Wednesday, June 11, 2014

RAWHIDE KID WEDNESDAY 57

The Rawhide Kid is my favorite western comics character and one of my favorite comics characters period.  Something about the short of stature (but big on courage and fighting skills) Johnny Clay spoke to the short of stature (but big on comics-reading skills) teenage Tony Isabella.  After rereading the Kid’s earliest adventures when Marvel Comics reprinted them in a pair of Marvel Masterworks and an Essential Rawhide Kid volume, I wanted to reacquire every Rawhide Kid comic, reread them and write about them in this bloggy thing of mine. This is the 57th installment of that series.

Johnny is duking it out with a mountain of a man on the cover of Rawhide Kid #72 [October 1969]. The art is by Larry Lieber (pencils) and Mike Esposito. It’s a rare artistic combination, but it sure made for a dramatic cover image.

“The Menace of Mystery Valley!” (22 pages) is another great Rawhide Kid story that has never been reprinted. Writer Lieber delivers a different kind of western adventure while penciler Lieber goes big with his action scenes and panel layouts. John Tartaglione is back as inker and does his usual terrific job on the story.

The story opens with the Kid having left Texas and ridden north in the hope of finding peace and quiet. What he finds is the kerchief of a missing girl, just as a search party rides up and recognizes him as a wanted outlaw. The searchers aim to take the Kid in. The Kid aims not to be taken in.

Though outnumbered, Rawhide manages to disarm the searchers without doing them serious harm. He tries to shake them, but they know the terrain better than he does. Desperate he tries to lose them in the woods. But these aren’t just any woods.

Jumpin’ catfish! Look where the fool is headin’!

He doesn’t know –- doesn’t realize –- that he’s riding dab smack into...the Haunted Forest!

If even half the stories whispered about the place are true, the Rawhide Kid is a goner!

The searchers leaves Rawhide to what they assume will be an awful fate and get back to looking for the missing girl and her equally missing brother. The Kid figures he’s in the clear...until he hears a growl that’s louder and more eerie than anything he’s ever heard before..and spots the largest bear tracks he’s ever seen.

The bear isn’t just enormous. He’s glowing. Rawhide and his horse Nightwind try to outrun the critter, but they can’t shake him.  The Kid fires at boulders on a hill and loosens them enough to start an avalanche that forms a barrier between them and the “ghost bear.” Leaving the forest, Rawhide is amazed at what he sees:

There’s a valley beyond! A beautiful, lush world that time almost seems to have forgotten!   

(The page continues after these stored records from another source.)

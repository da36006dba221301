//! The focus engine state machine.

use thiserror::Error;
use tracing::{debug, info, trace, warn};

use crate::display::{attribute, DisplayError, DisplayMap, ScreenId, SharedDisplayMap};
use crate::engine::confidence::{self, ScoreContext};
use crate::engine::{
    ConfigError, EngineConfig, FocusChangeEvent, FocusMetrics, FocusMode, FocusSink,
    FocusStateSnapshot,
};
use crate::signal::{CommandAction, IntentSignal, OperatorCommand, SignalType};

/// Errors surfaced by engine construction and reconfiguration
#[derive(Error, Debug)]
pub enum EngineError {
    /// Invalid configuration
    #[error(transparent)]
    Config(#[from] ConfigError),

    /// Invalid display topology
    #[error(transparent)]
    Display(#[from] DisplayError),
}

/// Deterministic presenter-intent state machine for one session.
///
/// Single-owner: every entry point takes `&mut self` and runs to
/// completion without suspension. Callers serialize access (the session
/// layer holds a mutex for the duration of each call). The engine never
/// reads a clock; all time comparisons use the timestamps carried by
/// incoming signals and commands.
pub struct FocusEngine {
    session_id: String,
    config: EngineConfig,
    displays: SharedDisplayMap,
    sink: Box<dyn FocusSink>,

    active_screen_id: Option<ScreenId>,
    frozen: bool,
    auto_enabled: bool,
    manual_override: Option<ScreenId>,

    last_switch_ts: u64,
    candidate_screen_id: Option<ScreenId>,
    candidate_since_ts: u64,
    last_activity_ts: u64,
    resume_grace_until: u64,

    /// Highest timestamp observed so far; used by clock-free snapshots
    last_seen_ts: u64,

    sequence: u64,
    metrics: FocusMetrics,
}

impl FocusEngine {
    /// Create an engine for one session.
    ///
    /// The active screen initializes to the first display of the map (in
    /// deterministic order); it stays unset only while the map is empty.
    ///
    /// # Errors
    ///
    /// Returns an error when the configuration fails validation or the
    /// map exceeds the configured display cap.
    pub fn new(
        session_id: impl Into<String>,
        config: EngineConfig,
        displays: SharedDisplayMap,
        sink: Box<dyn FocusSink>,
    ) -> Result<Self, EngineError> {
        config.validate()?;

        let map = displays.current();
        if map.len() > config.max_screens {
            return Err(DisplayError::TooManyDisplays {
                count: map.len(),
                max: config.max_screens,
            }
            .into());
        }

        let session_id = session_id.into();
        info!(
            session = %session_id,
            displays = map.len(),
            "focus engine created"
        );

        Ok(Self {
            session_id,
            config,
            sink,
            active_screen_id: map.first(),
            displays,
            frozen: false,
            auto_enabled: true,
            manual_override: None,
            last_switch_ts: 0,
            candidate_screen_id: None,
            candidate_since_ts: 0,
            last_activity_ts: 0,
            resume_grace_until: 0,
            last_seen_ts: 0,
            sequence: 0,
            metrics: FocusMetrics::default(),
        })
    }

    /// Process one attributed intent signal.
    ///
    /// Runs the full pipeline: activity tracking, precedence checks,
    /// attribution, confidence, idle gate, cooldown penalty, candidate
    /// tracking, dwell gate, hysteresis. At most one focus change is
    /// emitted per call.
    pub fn process_signal(&mut self, signal: &IntentSignal) {
        let now = signal.timestamp_ms;
        self.last_seen_ts = self.last_seen_ts.max(now);
        self.metrics.record_signal(signal.signal_type);

        if signal.signal_type.is_activity() {
            self.last_activity_ts = now;
        }

        if self.frozen {
            trace!(signal = ?signal.signal_type, "frozen, signal dropped");
            return;
        }

        if !self.auto_enabled {
            trace!(signal = ?signal.signal_type, "auto focus disabled, signal dropped");
            return;
        }

        if let Some(pinned) = self.manual_override {
            // Re-assert the pin in case the active screen drifted
            if self.active_screen_id != Some(pinned) {
                self.realign_candidate(pinned, now);
                self.set_active(pinned, SignalType::Manual, 1.0, now);
            }
            return;
        }

        let map = self.displays.current();
        let Some(cand) = attribute(signal, &map) else {
            trace!(signal = ?signal.signal_type, "unattributable signal suppressed");
            return;
        };

        // Noise floor: known-slow pointer motion is sensor jitter
        if signal.signal_type == SignalType::PointerMove {
            if let Some(speed) = signal.speed_px_per_s {
                if speed < self.config.idle_motion_px_per_s {
                    return;
                }
            }
        }

        let mut conf = confidence::score(
            signal,
            cand,
            &ScoreContext {
                active: self.active_screen_id,
                candidate: self.candidate_screen_id,
                candidate_since_ts: self.candidate_since_ts,
                last_switch_ts: self.last_switch_ts,
            },
            &self.config,
        );

        if now.saturating_sub(self.last_activity_ts) > self.config.idle_ms {
            self.metrics.idle_blocks += 1;
            debug!(
                signal = ?signal.signal_type,
                idle_for_ms = now.saturating_sub(self.last_activity_ts),
                "idle gate suppressed signal"
            );
            return;
        }

        // Inclusive: a signal at exactly cooldown_ms after a switch is
        // still penalized
        if signal.signal_type != SignalType::Manual
            && now.saturating_sub(self.last_switch_ts) <= self.config.cooldown_ms
        {
            conf = (conf - confidence::COOLDOWN_PENALTY).max(0.0);
            self.metrics.cooldown_blocks += 1;
        }

        if self.candidate_screen_id != Some(cand) {
            self.candidate_screen_id = Some(cand);
            self.candidate_since_ts = now;
            self.metrics.dwell_resets += 1;
            trace!(candidate = %cand, "candidate changed, dwell restarted");
        }

        // Strict: a signal at exactly candidate_since + dwell passes
        let dwell_needed = self.config.dwell_ms(signal.signal_type);
        if now.saturating_sub(self.candidate_since_ts) < dwell_needed {
            return;
        }

        if self.active_screen_id != Some(cand) {
            if now < self.resume_grace_until {
                debug!(candidate = %cand, "switch blocked by resume grace");
                return;
            }
            if conf >= self.config.switch_threshold {
                self.set_active(cand, signal.signal_type, conf, now);
            } else {
                debug!(
                    candidate = %cand,
                    confidence = conf,
                    threshold = self.config.switch_threshold,
                    "switch below threshold"
                );
            }
        } else if conf >= self.config.stay_threshold {
            let snapshot = self.snapshot_at(now);
            self.sink.on_focus_state(&snapshot);
        }
    }

    /// Apply an explicit operator command.
    ///
    /// Commands bypass the intent stream and are exempt from idle,
    /// cooldown, and dwell.
    pub fn handle_operator_command(&mut self, command: &OperatorCommand) {
        let now = command.timestamp_ms;
        self.last_seen_ts = self.last_seen_ts.max(now);

        match command.action {
            CommandAction::ToggleAutoFocus => {
                self.auto_enabled = !self.auto_enabled;
                info!(enabled = self.auto_enabled, "auto focus toggled");
                let snapshot = self.snapshot_at(now);
                self.sink.on_focus_state(&snapshot);
            }

            CommandAction::ToggleFreeze => {
                self.frozen = !self.frozen;
                if !self.frozen {
                    // Resume grace: candidates re-accrue their dwell and
                    // cross-display switches stay blocked briefly
                    self.candidate_since_ts = now;
                    self.resume_grace_until = now.saturating_add(self.config.resume_grace_ms);
                }
                info!(frozen = self.frozen, "freeze toggled");
                let snapshot = self.snapshot_at(now);
                self.sink.on_focus_state(&snapshot);
            }

            CommandAction::ManualSelect => {
                let Some(target) = command.screen_id else {
                    warn!("manual select without a screen id ignored");
                    return;
                };
                if !self.displays.current().contains(target) {
                    debug!(screen = %target, "manual select of unknown screen ignored");
                    return;
                }

                self.manual_override = Some(target);
                if self.active_screen_id != Some(target) {
                    self.realign_candidate(target, now);
                    self.set_active(target, SignalType::Manual, 1.0, now);
                } else {
                    // Already active: the pin changes mode, not focus
                    let snapshot = self.snapshot_at(now);
                    self.sink.on_focus_state(&snapshot);
                }
            }

            CommandAction::ClearManual => {
                self.manual_override = None;
                info!("manual override cleared");
                let snapshot = self.snapshot_at(now);
                self.sink.on_focus_state(&snapshot);
            }
        }
    }

    /// Atomically replace the display topology.
    ///
    /// Vanished candidate and override screens are dropped; a vanished
    /// active screen re-homes to the first display of the new map with a
    /// Manual-reason change event.
    ///
    /// # Errors
    ///
    /// Returns an error when the new map exceeds the display cap; the
    /// previous topology stays in effect.
    pub fn update_displays(&mut self, map: DisplayMap) -> Result<(), DisplayError> {
        if map.len() > self.config.max_screens {
            return Err(DisplayError::TooManyDisplays {
                count: map.len(),
                max: self.config.max_screens,
            });
        }

        info!(displays = map.len(), "display topology replaced");
        self.displays.replace(map);
        let map = self.displays.current();

        if let Some(pinned) = self.manual_override {
            if !map.contains(pinned) {
                warn!(screen = %pinned, "manual override screen vanished, override cleared");
                self.manual_override = None;
            }
        }

        if let Some(cand) = self.candidate_screen_id {
            if !map.contains(cand) {
                self.candidate_screen_id = None;
            }
        }

        let active_still_present = self
            .active_screen_id
            .map(|active| map.contains(active))
            .unwrap_or(false);

        if !active_still_present {
            let now = self.last_seen_ts;
            if let Some(first) = map.first() {
                self.realign_candidate(first, now);
                self.set_active(first, SignalType::Manual, 1.0, now);
            } else {
                self.active_screen_id = None;
                let snapshot = self.snapshot_at(now);
                self.sink.on_focus_state(&snapshot);
            }
        }

        Ok(())
    }

    /// Current state summary for late-joining viewers.
    ///
    /// Callable at any time; never mutates state.
    pub fn snapshot(&self) -> FocusStateSnapshot {
        self.snapshot_at(self.last_seen_ts)
    }

    /// Snapshot of the decision counters.
    pub fn metrics(&self) -> FocusMetrics {
        self.metrics.clone()
    }

    /// Currently active display, if any displays exist
    pub fn active_screen(&self) -> Option<ScreenId> {
        self.active_screen_id
    }

    /// Whether automatic switching is held by the operator
    pub fn is_frozen(&self) -> bool {
        self.frozen
    }

    /// Whether automatic switching is enabled
    pub fn auto_enabled(&self) -> bool {
        self.auto_enabled
    }

    /// Operator-pinned screen, if any
    pub fn manual_override(&self) -> Option<ScreenId> {
        self.manual_override
    }

    /// Session this engine belongs to
    pub fn session_id(&self) -> &str {
        &self.session_id
    }

    fn snapshot_at(&self, timestamp_ms: u64) -> FocusStateSnapshot {
        let mode = if self.manual_override.is_some() {
            FocusMode::Manual
        } else if self.frozen {
            FocusMode::Frozen
        } else {
            FocusMode::Auto
        };

        FocusStateSnapshot {
            active_screen_id: self.active_screen_id,
            mode,
            frozen: self.frozen,
            sequence: self.sequence,
            timestamp_ms,
        }
    }

    /// Make `screen` the candidate as of `now` so the emitted change
    /// carries zero dwell (manual actions owe no tenure).
    fn realign_candidate(&mut self, screen: ScreenId, now: u64) {
        self.candidate_screen_id = Some(screen);
        self.candidate_since_ts = now;
    }

    /// Commit a focus change and emit the event.
    ///
    /// State mutates before the sink runs, so a panicking sink leaves the
    /// engine consistent with the event having been emitted.
    fn set_active(&mut self, screen: ScreenId, reason: SignalType, conf: f64, now: u64) {
        self.sequence += 1;
        let dwell_ms = now.saturating_sub(self.candidate_since_ts);
        self.active_screen_id = Some(screen);
        self.last_switch_ts = now;
        self.metrics.focus_changes += 1;

        let event = FocusChangeEvent {
            session_id: self.session_id.clone(),
            screen_id: screen,
            reason,
            confidence: confidence::round(conf),
            dwell_ms,
            sequence: self.sequence,
            timestamp_ms: now,
        };

        info!(
            screen = %screen,
            reason = ?reason,
            confidence = event.confidence,
            dwell_ms,
            sequence = event.sequence,
            "focus changed"
        );
        self.sink.on_focus_change(&event);
    }
}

The Kid is spotted by the title-named “menace” of this valley, who fires at Rawhide. Frontiersman Jason Cragg never misses.  He only wanted to graze the intruder and knock him out. He carries the Kid to a stockade that also imprisons the missing children.  Thinking the grownups were just trying to scare them with their scary tales of the haunted forest, the youngsters had also stumbled onto this hidden valley.

Cragg brings food to his prisoners and then tells them his story. It’s a tale that reveals the old man is different than any of the Kid’s usual foes. I like it so much that I’m going to post the page as an addendum to today’s blog.  Go read that and then return for the rest of the summary.

Cragg concludes his story:

And now you know why I can’t let you leave! If the outside world learns of my fertile valley, settlers will come! Ranchers, farmers, then the railroad! That mustn’t happen!

The Rawhide Kid respects Cragg’s strong feelings, but he’s not about to spend the rest of his life in a stockade. He throws a rope over a beam and swings into the door with enough force to make an opening. Figuring he’ll need his guns to escape with the kids, the Kid heads for Cragg’s cabin. The frontiersman spots him and the brawling is on: Rawhide versus a man four times his age.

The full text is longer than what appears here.